Five Ways Data is Changing the Way You Shop


The right product assortment in a department is the trick to drawing in the consumer to shop and hopefully buy.

In today’s marketplace, understanding and managing supply and demand is more challenging, and using analytics has become a critical component of business success. Paula Payton, a faculty member for the Master of Science in Applied Analytics program at Columbia University's School of Professional Studies, says analytics can provide a richer, more nuanced view of customer buying behavior, given the increase in the number of channels by which consumers can access products. Here are five ways data is changing the game in retail.

1. Merchandise Preferences

Every retailer wants to know what merchandise you’re going to want this season. The task of the analyst is to drill down and understand what products shoppers are buying online, in-store, and what products are working best within a given market. From an analytic standpoint, using clustering techniques to really understand local markets or trade areas, grouping them by similar preferences and selling patterns is an important use for retail analytics. This enables retailers to manage merchandise effectively to ensure stores carry optimal quantities of assortment that cater to local market needs.

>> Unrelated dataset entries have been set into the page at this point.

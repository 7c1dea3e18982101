//! Shell subprocess execution with a hard wall-clock timeout.

use std::path::Path;
use std::process::Stdio;
use std::time::Duration;

use tokio::io::AsyncReadExt;
use tokio::process::Command;
use tracing::{debug, warn};

use super::environment::ProcessEnv;
use super::process;

/// Output is truncated past this many bytes per stream.
const MAX_OUTPUT_BYTES: usize = 1024 * 1024;

/// How long to wait for pipes to drain once the process group is dead.
const DRAIN_TIMEOUT: Duration = Duration::from_secs(2);

#[derive(Debug, Clone, PartialEq)]
pub struct ShellOutcome {
    pub stdout: String,
    pub stderr: String,
    /// `None` when the process was killed by a signal
    pub exit_code: Option<i32>,
    pub timed_out: bool,
}

impl ShellOutcome {
    pub fn success(&self) -> bool {
        !self.timed_out && self.exit_code == Some(0)
    }
}

/// Runs `command` with `sh -c` in `cwd`. On timeout the whole process
/// group is killed and whatever output was produced so far is returned.
pub async fn run_shell(
    command: &str,
    cwd: &Path,
    env: &ProcessEnv,
    timeout: Duration,
) -> std::io::Result<ShellOutcome> {
    let mut cmd = Command::new("sh");
    cmd.arg("-c")
        .arg(command)
        .current_dir(cwd)
        .stdin(Stdio::null())
        .stdout(Stdio::piped())
        .stderr(Stdio::piped())
        .kill_on_drop(true);
    env.apply(&mut cmd);
    process::isolate_group(&mut cmd);

    let mut child = cmd.spawn()?;
    debug!("Spawned shell pid={:?}: {command}", child.id());

    let stdout_task = child.stdout.take().map(|s| tokio::spawn(read_capped(s)));
    let stderr_task = child.stderr.take().map(|s| tokio::spawn(read_capped(s)));

    let (exit_code, timed_out) = match tokio::time::timeout(timeout, child.wait()).await {
        Ok(status) => (status?.code(), false),
        Err(_) => {
            warn!("Shell command timed out after {}s: {command}", timeout.as_secs());
            process::kill_tree(&mut child).await;
            (None, true)
        }
    };

    let stdout = drain(stdout_task).await;
    let stderr = drain(stderr_task).await;
    Ok(ShellOutcome {
        stdout,
        stderr,
        exit_code,
        timed_out,
    })
}

/// Reads the whole stream, keeping the first `MAX_OUTPUT_BYTES`. The rest
/// is read and discarded so the writer never sees a closed pipe.
async fn read_capped<R: tokio::io::AsyncRead + Unpin>(mut reader: R) -> String {
    let mut buf = Vec::new();
    let mut chunk = [0u8; 8192];
    let mut dropped = 0usize;
    loop {
        let n = match reader.read(&mut chunk).await {
            Ok(0) => break,
            Ok(n) => n,
            Err(e) => {
                debug!("Shell output read failed: {e}");
                break;
            }
        };
        let keep = n.min(MAX_OUTPUT_BYTES - buf.len());
        buf.extend_from_slice(&chunk[..keep]);
        dropped += n - keep;
    }
    let mut text = String::from_utf8_lossy(&buf).into_owned();
    if dropped > 0 {
        debug!("Shell output truncated, {dropped} byte(s) dropped");
        text.push_str("\n[output truncated]");
    }
    text
}

async fn drain(task: Option<tokio::task::JoinHandle<String>>) -> String {
    let Some(mut task) = task else {
        return String::new();
    };
    match tokio::time::timeout(DRAIN_TIMEOUT, &mut task).await {
        Ok(Ok(text)) => text,
        Ok(Err(e)) => {
            debug!("Shell output reader failed: {e}");
            String::new()
        }
        Err(_) => {
            // A detached descendant still holds the pipe open
            task.abort();
            String::new()
        }
    }
}
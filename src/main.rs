mod artifacts;
mod capture;
mod config;
mod error;
mod policy;
mod runtime;
mod session;
mod skills;

use std::sync::Arc;

use anyhow::Result;
use serde::Deserialize;
use serde_json::{json, Value};
use tokio::io::{AsyncBufReadExt, AsyncWriteExt, BufReader};
use tokio::sync::mpsc;
use tracing::{debug, error, info, warn};
use tracing_subscriber::EnvFilter;

use crate::config::Config;
use crate::session::SessionManager;
use crate::skills::{SkillContext, SkillRegistry};

/// Reserved tool name that returns the tool definitions instead of running a skill.
const LIST_TOOLS: &str = "list_tools";

fn print_help() {
    println!(
        "\
fluux-sandbox v{}

A persistent Python and shell execution sandbox driven over JSON lines.

USAGE:
    fluux-sandbox [OPTIONS] [CONFIG_PATH]

ARGUMENTS:
    CONFIG_PATH    Path to TOML configuration file [default: config/sandbox.toml]
                   A missing file means built-in defaults.

OPTIONS:
    -h, --help       Print this help message and exit
    -V, --version    Print version and exit

PROTOCOL:
    One JSON request per line on stdin, one JSON response per line on stdout:
      {{\"id\": 1, \"tool\": \"execute\", \"params\": {{\"code\": \"1 + 1\"}}, \"session_id\": \"s1\"}}
      {{\"id\": 2, \"tool\": \"list_tools\"}}
    Logs go to stderr.

ENVIRONMENT VARIABLES:
    Variables are referenced in the config file via ${{VAR_NAME}} syntax.

    RUST_LOG                      Log level filter for tracing
                                  (e.g. debug, fluux_sandbox=debug,warn)
    SANDBOX_ALLOWED_ROOT          Directory the sandbox may touch
    SANDBOX_DATA_DIR              Where session state is persisted
    SANDBOX_ARTIFACT_DIR          Shared artifact directory
    SANDBOX_PYTHON                Interpreter to run code with
    SANDBOX_SECURITY_LEVEL        standard | high
    SANDBOX_MAX_EXECUTION_TIME    Python timeout in seconds
    SANDBOX_SHELL_TIMEOUT         Default shell timeout in seconds
    SANDBOX_MEMORY_LIMIT_MB       Interpreter address-space limit (0 disables)
    SANDBOX_RETENTION             delete | keep

EXAMPLES:
    fluux-sandbox                              # uses config/sandbox.toml
    fluux-sandbox /etc/fluux/sandbox.toml      # custom config path
    RUST_LOG=debug fluux-sandbox               # with debug logging",
        env!("CARGO_PKG_VERSION"),
    );
}

/// One line of input.
#[derive(Debug, Deserialize)]
struct Request {
    #[serde(default)]
    id: Value,
    tool: String,
    #[serde(default)]
    params: Value,
    #[serde(default)]
    session_id: Option<String>,
}

/// Runs one request line and builds its response.
///
/// Skill output that is JSON is embedded as-is; plain text (such as the
/// text artifact listing) is embedded as a string.
async fn handle_line(registry: &SkillRegistry, manager: &Arc<SessionManager>, line: &str) -> Value {
    let request: Request = match serde_json::from_str(line) {
        Ok(r) => r,
        Err(e) => {
            warn!("Malformed request: {e}");
            return json!({ "id": null, "ok": false, "error": format!("Malformed request: {e}") });
        }
    };

    if request.tool == LIST_TOOLS {
        return json!({ "id": request.id, "ok": true, "result": registry.tool_definitions() });
    }

    let params = match request.params {
        Value::Null => json!({}),
        p => p,
    };
    let context = SkillContext {
        manager: Arc::clone(manager),
        session_id: request.session_id,
    };
    match registry.execute(&request.tool, params, &context).await {
        Ok(text) => {
            let result = serde_json::from_str::<Value>(&text).unwrap_or(Value::String(text));
            json!({ "id": request.id, "ok": true, "result": result })
        }
        Err(e) => {
            warn!("Tool {} rejected: {e}", request.tool);
            json!({ "id": request.id, "ok": false, "error": e.to_string() })
        }
    }
}

/// Reads requests until stdin closes. Each request runs on its own task so
/// different sessions progress concurrently; calls on one session queue up.
async fn serve(registry: Arc<SkillRegistry>, manager: Arc<SessionManager>) -> Result<()> {
    let (tx, mut rx) = mpsc::unbounded_channel::<Value>();

    let writer = tokio::spawn(async move {
        let mut stdout = tokio::io::stdout();
        while let Some(response) = rx.recv().await {
            let mut line = response.to_string();
            line.push('\n');
            if let Err(e) = stdout.write_all(line.as_bytes()).await {
                error!("Cannot write response: {e}");
                break;
            }
            let _ = stdout.flush().await;
        }
    });

    let mut lines = BufReader::new(tokio::io::stdin()).lines();
    while let Some(line) = lines.next_line().await? {
        if line.trim().is_empty() {
            continue;
        }
        debug!("Request: {line}");
        let registry = Arc::clone(&registry);
        let manager = Arc::clone(&manager);
        let tx = tx.clone();
        tokio::spawn(async move {
            let response = handle_line(&registry, &manager, &line).await;
            let _ = tx.send(response);
        });
    }

    info!("Input closed, waiting for pending requests");
    drop(tx);
    let _ = writer.await;
    Ok(())
}

#[tokio::main]
async fn main() -> Result<()> {
    // Handle --help / --version before anything else
    for arg in std::env::args().skip(1) {
        match arg.as_str() {
            "--version" | "-V" => {
                println!("fluux-sandbox v{}", env!("CARGO_PKG_VERSION"));
                std::process::exit(0);
            }
            "--help" | "-h" => {
                print_help();
                std::process::exit(0);
            }
            _ => {}
        }
    }

    // stdout carries responses, so logs go to stderr
    tracing_subscriber::fmt()
        .with_env_filter(
            EnvFilter::try_from_default_env()
                .unwrap_or_else(|_| EnvFilter::new("fluux_sandbox=info")),
        )
        .with_writer(std::io::stderr)
        .init();

    let config_path = std::env::args()
        .nth(1)
        .unwrap_or_else(|| "config/sandbox.toml".to_string());

    info!("Loading configuration from {config_path}");
    let config = Config::load_or_default(&config_path)?;

    info!("Allowed root: {}", config.allowed_root().display());
    info!("Session data: {}", config.data_dir().display());
    info!("Security level: {}", config.security.level);
    info!(
        "Timeouts: python {}s, shell {}s",
        config.execution.max_execution_time, config.execution.shell_timeout
    );

    let manager = Arc::new(SessionManager::new(config));
    let registry = Arc::new(SkillRegistry::with_builtins());
    info!("Skills: {} registered ({})", registry.len(), registry.names().join(", "));

    let outcome = tokio::select! {
        result = serve(registry, Arc::clone(&manager)) => result,
        _ = tokio::signal::ctrl_c() => {
            info!("Shutdown signal received, exiting");
            Ok(())
        }
    };

    manager.shutdown().await;
    info!("All sessions closed");
    outcome
}

#[cfg(test)]
mod tests {
    use super::*;
    use crate::runtime::testing::{scripted_factory, test_config};

    fn setup(dir: &std::path::Path) -> (SkillRegistry, Arc<SessionManager>) {
        let (factory, _) = scripted_factory();
        (
            SkillRegistry::with_builtins(),
            Arc::new(SessionManager::with_factory(test_config(dir), factory)),
        )
    }

    #[tokio::test]
    async fn test_execute_request() {
        let dir = tempfile::tempdir().unwrap();
        let (registry, manager) = setup(dir.path());

        let out = handle_line(
            &registry,
            &manager,
            r#"{"id": 7, "tool": "execute", "params": {"code": "x = 1"}, "session_id": "s1"}"#,
        )
        .await;
        assert_eq!(out["id"], 7);
        assert_eq!(out["ok"], true);
        assert_eq!(out["result"]["success"], true);
        assert_eq!(out["result"]["session_id"], "s1");
    }

    #[tokio::test]
    async fn test_list_tools_request() {
        let dir = tempfile::tempdir().unwrap();
        let (registry, manager) = setup(dir.path());

        let out = handle_line(&registry, &manager, r#"{"id": "a", "tool": "list_tools"}"#).await;
        assert_eq!(out["ok"], true);
        assert_eq!(out["result"].as_array().unwrap().len(), registry.len());
    }

    #[tokio::test]
    async fn test_text_result_and_errors() {
        let dir = tempfile::tempdir().unwrap();
        let (registry, manager) = setup(dir.path());

        let text = handle_line(&registry, &manager, r#"{"tool": "list_artifacts"}"#).await;
        assert_eq!(text["result"], "No artifacts.");

        let missing = handle_line(&registry, &manager, r#"{"id": 1, "tool": "execute"}"#).await;
        assert_eq!(missing["ok"], false);
        assert!(missing["error"].as_str().unwrap().contains("code"));

        let unknown = handle_line(&registry, &manager, r#"{"tool": "launch_rocket"}"#).await;
        assert!(unknown["error"].as_str().unwrap().contains("Unknown tool"));

        let garbage = handle_line(&registry, &manager, "not json").await;
        assert_eq!(garbage["ok"], false);
        assert_eq!(garbage["id"], Value::Null);
    }
}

2. Product Attributes or Features

All items can be described according to their attributes, like fabric or color. For example, metallic trench-coats or bold floral dresses. Since every piece of merchandise can be analyzed according to dozens, or even hundreds of attributes, conducting analyses at the attribute level helps retailers understand what attributes are most important to consumers in a given season. This then drives their assortment planning decisions. The right product assortment in a department is the trick to drawing in the consumer to shop and hopefully buy.

3. Forecasting and Price Optimization

Sales forecasts are a critical component of many processes that are core to retail, including pricing and inventory management. AI and ML (machine learning) are perfectly suited to forecasting and stock allocation because these processes have traditionally been manual, and most retailers admit they are not managed that efficiently. There is great potential for self-learning mechanisms to maximize product availability and promote what's most likely to sell, and forecasting that utilizes a combination of structured and unstructured data to eliminate the pain points associated with under- or over-forecasting for retailers.

4. Logistics and Location Analytics

While real-time inventory tracking benefits from data, so does route optimization and more efficient transportation using GPS-enabled data. Some companies with fleets of trucks use data to analyze the most efficient route from the warehouse or dock to the store, which helps the retailer manage their transportation costs, which are significant. Last mile delivery routing which optimizes total time and estimated time of arrival, so it ultimate reaches the consumer on-time, is a hot area right now.

5. Personalization

Personalized recommendations based on purchase preferences, online data, and smartphone apps are another way data drives retail. In this iterative model, customers provide real-time browsing and buying information, that is utilized by marketing to make communication and marketing back to them more relevant and engaging. Data can help retailers get to extremely rich models down to the individual that allow for micro-targeting and hyper-personalized offers.